Manchester United thrashed Leeds 6-2 in the corresponding fixture and this entire game was fittingly like the second half of such a one-sided thrashing: the winning team slow down to conserve energy while the losing side improves in a desperate attempt to save face. Only there was no Scott McTominay double in three minutes, no penalties and no mindless pressing exposing an incredibly vulnerable defence. There was, however, Ole Gunnar Solskjaer saying, “I can guarantee it’s not going to be 0-0” before the game, like the daft sod he is.
Both sides, to their credit, were remarkably resolute. It was hardly in the face of a constant barrage of irresistible attacks but the defences put in composed performances until asked to cross the halfway line.

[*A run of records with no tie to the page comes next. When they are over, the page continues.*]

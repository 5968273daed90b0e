//! Multi-page PDF assembly from images, written with lopdf.
//!
//! Every page is a single `DCTDecode` image XObject stretched over a
//! MediaBox of the image's size at `page_dpi`. JPEG inputs that are already
//! grayscale or RGB are embedded byte-for-byte; anything else is normalised
//! and re-encoded (see [`super::jpeg`]).
//!
//! Images are decoded one at a time and only their compressed bytes are kept
//! in the document. The file is written to a temporary sibling and renamed
//! into place, so a failed job never leaves a partial PDF behind.

use crate::config::JpgToPdfConfig;
use crate::error::ConvertError;
use crate::pipeline::jpeg;
use image::{DynamicImage, ImageFormat, ImageReader};
use lopdf::content::{Content, Operation};
use lopdf::{dictionary, Document, Object, ObjectId, Stream};
use std::io::Cursor;
use std::path::{Path, PathBuf};
use tracing::{debug, info};

/// An image ready to be placed on a page.
struct PageImage {
    width: u32,
    height: u32,
    color_space: &'static str,
    jpeg: Vec<u8>,
    reencoded: bool,
}

/// An assembled, not yet written, document.
pub struct AssembledPdf {
    pub document: Document,
    pub page_count: usize,
    pub reencoded_pages: usize,
}

/// Build a PDF with one page per image, in the given order.
pub fn assemble(images: &[PathBuf], config: &JpgToPdfConfig) -> Result<AssembledPdf, ConvertError> {
    if images.is_empty() {
        return Err(ConvertError::EmptyInput);
    }

    let total = images.len();
    let cb = config.progress_callback.as_ref();
    let mut doc = Document::with_version("1.5");
    let pages_id = doc.new_object_id();
    let mut kids: Vec<Object> = Vec::with_capacity(total);
    let mut reencoded_pages = 0;

    for (i, path) in images.iter().enumerate() {
        let page_num = i + 1;
        if let Some(cb) = cb {
            cb.on_page_start(page_num, total);
        }

        let page = match load_page_image(path, config.jpeg_quality) {
            Ok(p) => p,
            Err(e) => {
                if let Some(cb) = cb {
                    cb.on_page_error(page_num, total, &e.to_string());
                }
                return Err(e);
            }
        };
        if page.reencoded {
            reencoded_pages += 1;
        }

        let page_id = add_page(&mut doc, pages_id, page, config.page_dpi)?;
        kids.push(page_id.into());

        if let Some(cb) = cb {
            cb.on_page_complete(page_num, total, path);
        }
    }

    doc.objects.insert(
        pages_id,
        Object::Dictionary(dictionary! {
            "Type" => "Pages",
            "Kids" => kids,
            "Count" => total as i64,
        }),
    );
    let catalog_id = doc.add_object(dictionary! {
        "Type" => "Catalog",
        "Pages" => pages_id,
    });
    doc.trailer.set("Root", catalog_id);
    doc.compress();

    info!(
        "Assembled {} pages ({} re-encoded)",
        total, reencoded_pages
    );

    Ok(AssembledPdf {
        document: doc,
        page_count: total,
        reencoded_pages,
    })
}

/// Serialise `doc` to `path`, replacing any existing file.
pub fn write_atomic(doc: &mut Document, path: &Path) -> Result<(), ConvertError> {
    let write_failed = |source: std::io::Error| ConvertError::OutputWriteFailed {
        path: path.to_path_buf(),
        source,
    };

    let mut buf = Vec::new();
    doc.save_to(&mut buf)
        .map_err(|e| ConvertError::Internal(format!("PDF serialisation failed: {e}")))?;

    let mut tmp_name = path.file_name().unwrap_or_default().to_os_string();
    tmp_name.push(".tmp");
    let tmp_path = path.with_file_name(tmp_name);

    let written =
        std::fs::write(&tmp_path, &buf).and_then(|()| std::fs::rename(&tmp_path, path));
    if let Err(e) = written {
        let _ = std::fs::remove_file(&tmp_path);
        return Err(write_failed(e));
    }

    debug!("Wrote {} bytes to {}", buf.len(), path.display());
    Ok(())
}

fn load_page_image(path: &Path, quality: u8) -> Result<PageImage, ConvertError> {
    let open_failed = |detail: String| ConvertError::ImageOpenFailed {
        path: path.to_path_buf(),
        detail,
    };

    let bytes = std::fs::read(path).map_err(|e| open_failed(e.to_string()))?;
    let mut reader = ImageReader::new(Cursor::new(bytes.as_slice()))
        .with_guessed_format()
        .map_err(|e| open_failed(e.to_string()))?;
    reader.no_limits();
    let format = reader.format();
    let img = reader.decode().map_err(|e| open_failed(e.to_string()))?;
    let (width, height) = (img.width(), img.height());

    let declared = match &img {
        DynamicImage::ImageLuma8(_) => Some((1, "DeviceGray")),
        DynamicImage::ImageRgb8(_) => Some((3, "DeviceRGB")),
        _ => None,
    };
    if let Some((components, color_space)) = declared {
        if format == Some(ImageFormat::Jpeg) && jpeg::frame_components(&bytes) == Some(components) {
            debug!("{}: embedding original JPEG", path.display());
            return Ok(PageImage {
                width,
                height,
                color_space,
                jpeg: bytes,
                reencoded: false,
            });
        }
    }

    let (img, _) = jpeg::normalize(img);
    let color_space = match img {
        DynamicImage::ImageLuma8(_) => "DeviceGray",
        _ => "DeviceRGB",
    };
    let data = jpeg::encode(&img, quality).map_err(|e| open_failed(e.to_string()))?;
    debug!("{}: re-encoded as {}", path.display(), color_space);

    Ok(PageImage {
        width,
        height,
        color_space,
        jpeg: data,
        reencoded: true,
    })
}

fn add_page(
    doc: &mut Document,
    pages_id: ObjectId,
    image: PageImage,
    page_dpi: u32,
) -> Result<ObjectId, ConvertError> {
    let dpi = page_dpi.max(1) as f32;
    let page_w = image.width as f32 * 72.0 / dpi;
    let page_h = image.height as f32 * 72.0 / dpi;

    let image_stream = Stream::new(
        dictionary! {
            "Type" => "XObject",
            "Subtype" => "Image",
            "Width" => image.width as i64,
            "Height" => image.height as i64,
            "ColorSpace" => image.color_space,
            "BitsPerComponent" => 8,
            "Filter" => "DCTDecode",
        },
        image.jpeg,
    )
    .with_compression(false);
    let image_id = doc.add_object(image_stream);

    let content = Content {
        operations: vec![
            Operation::new("q", vec![]),
            Operation::new(
                "cm",
                vec![
                    Object::Real(page_w),
                    0.into(),
                    0.into(),
                    Object::Real(page_h),
                    0.into(),
                    0.into(),
                ],
            ),
            Operation::new("Do", vec![Object::Name(b"Im0".to_vec())]),
            Operation::new("Q", vec![]),
        ],
    };
    let content_bytes = content
        .encode()
        .map_err(|e| ConvertError::Internal(format!("content stream: {e}")))?;
    let content_id = doc.add_object(Stream::new(dictionary! {}, content_bytes));

    Ok(doc.add_object(dictionary! {
        "Type" => "Page",
        "Parent" => pages_id,
        "MediaBox" => vec![0.into(), 0.into(), Object::Real(page_w), Object::Real(page_h)],
        "Contents" => content_id,
        "Resources" => dictionary! {
            "XObject" => dictionary! {
                "Im0" => image_id,
            },
        },
    }))
}

#[cfg(test)]
mod tests {
    use super::*;
    use image::{Rgb, RgbImage};

    fn write_jpeg(path: &Path, w: u32, h: u32) {
        let img = DynamicImage::ImageRgb8(RgbImage::from_pixel(w, h, Rgb([90, 140, 200])));
        jpeg::save(img, path, 90).unwrap();
    }

    fn page_widths(doc: &Document) -> Vec<f32> {
        doc.get_pages()
            .values()
            .map(|id| {
                let page = doc.get_object(*id).unwrap().as_dict().unwrap();
                let media_box = page.get(b"MediaBox").unwrap().as_array().unwrap();
                media_box[2].as_float().unwrap()
            })
            .collect()
    }

    #[test]
    fn empty_input_is_rejected() {
        let err = assemble(&[], &JpgToPdfConfig::default()).err().unwrap();
        assert!(matches!(err, ConvertError::EmptyInput));
    }

    #[test]
    fn pages_follow_input_order() {
        let dir = tempfile::tempdir().unwrap();
        let paths: Vec<PathBuf> = [30, 10, 20]
            .iter()
            .map(|&w| {
                let p = dir.path().join(format!("w{w}.jpg"));
                write_jpeg(&p, w, 15);
                p
            })
            .collect();

        let assembled = assemble(&paths, &JpgToPdfConfig::default()).unwrap();
        assert_eq!(assembled.page_count, 3);
        assert_eq!(assembled.reencoded_pages, 0);
        assert_eq!(page_widths(&assembled.document), vec![30.0, 10.0, 20.0]);
    }

    #[test]
    fn page_dpi_scales_media_box() {
        let dir = tempfile::tempdir().unwrap();
        let p = dir.path().join("a.jpg");
        write_jpeg(&p, 300, 150);

        let config = JpgToPdfConfig::builder().page_dpi(300).build().unwrap();
        let assembled = assemble(&[p], &config).unwrap();
        assert_eq!(page_widths(&assembled.document), vec![72.0]);
    }

    #[test]
    fn unreadable_image_aborts() {
        let dir = tempfile::tempdir().unwrap();
        let good = dir.path().join("good.jpg");
        write_jpeg(&good, 4, 4);
        let bad = dir.path().join("bad.jpg");
        std::fs::write(&bad, b"not an image at all").unwrap();

        let err = assemble(&[good, bad.clone()], &JpgToPdfConfig::default())
            .err()
            .unwrap();
        match err {
            ConvertError::ImageOpenFailed { path, .. } => assert_eq!(path, bad),
            other => panic!("expected ImageOpenFailed, got {other:?}"),
        }
    }

    #[test]
    fn write_atomic_replaces_existing_file() {
        let dir = tempfile::tempdir().unwrap();
        let img = dir.path().join("a.jpg");
        write_jpeg(&img, 8, 8);
        let out = dir.path().join("out.pdf");
        std::fs::write(&out, b"old contents").unwrap();

        let mut assembled = assemble(&[img], &JpgToPdfConfig::default()).unwrap();
        write_atomic(&mut assembled.document, &out).unwrap();

        let bytes = std::fs::read(&out).unwrap();
        assert!(bytes.starts_with(b"%PDF"));
        assert!(!dir.path().join("out.pdf.tmp").exists());
        assert_eq!(Document::load(&out).unwrap().get_pages().len(), 1);
    }

    #[cfg(target_os = "linux")]
    #[test]
    fn failed_write_removes_temp_file() {
        let dir = tempfile::tempdir().unwrap();
        let img = dir.path().join("a.jpg");
        write_jpeg(&img, 8, 8);
        let out = dir.path().join("out.pdf");
        let tmp = dir.path().join("out.pdf.tmp");
        // Writes through the link hit ENOSPC, like a full disk.
        std::os::unix::fs::symlink("/dev/full", &tmp).unwrap();

        let mut assembled = assemble(&[img], &JpgToPdfConfig::default()).unwrap();
        let err = write_atomic(&mut assembled.document, &out).unwrap_err();

        assert!(matches!(err, ConvertError::OutputWriteFailed { .. }));
        assert!(std::fs::symlink_metadata(&tmp).is_err());
        assert!(!out.exists());
    }
}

If there was to be a goal it would have come in a three-minute spell around the hour mark. Fred threaded it through to Mason Greenwood, whose attempt was saved well by Illan Meslier. Bruno Fernandes then released Marcus Rashford with a sublime long ball that was centered to Dan James, only for Ezgjan Alioski to recover. Then Helder Costa had an effort deflected onto the roof of the net by Aaron Wan-Bissaka after Kalvin Phillips’ own sensational diagonal.
“This is more like it!” Carragher crowed. “End to end. This is what I thought we were getting.”
We did, if only for that brief period of an otherwise drab game that fell painfully short of expectations. But after a week in which many felt Carragher and Gary Neville’s open and brilliant missives were rather undermined by the nature of their given platform, how admirable of Sky not to p*ss on our heads and tell us it’s raining.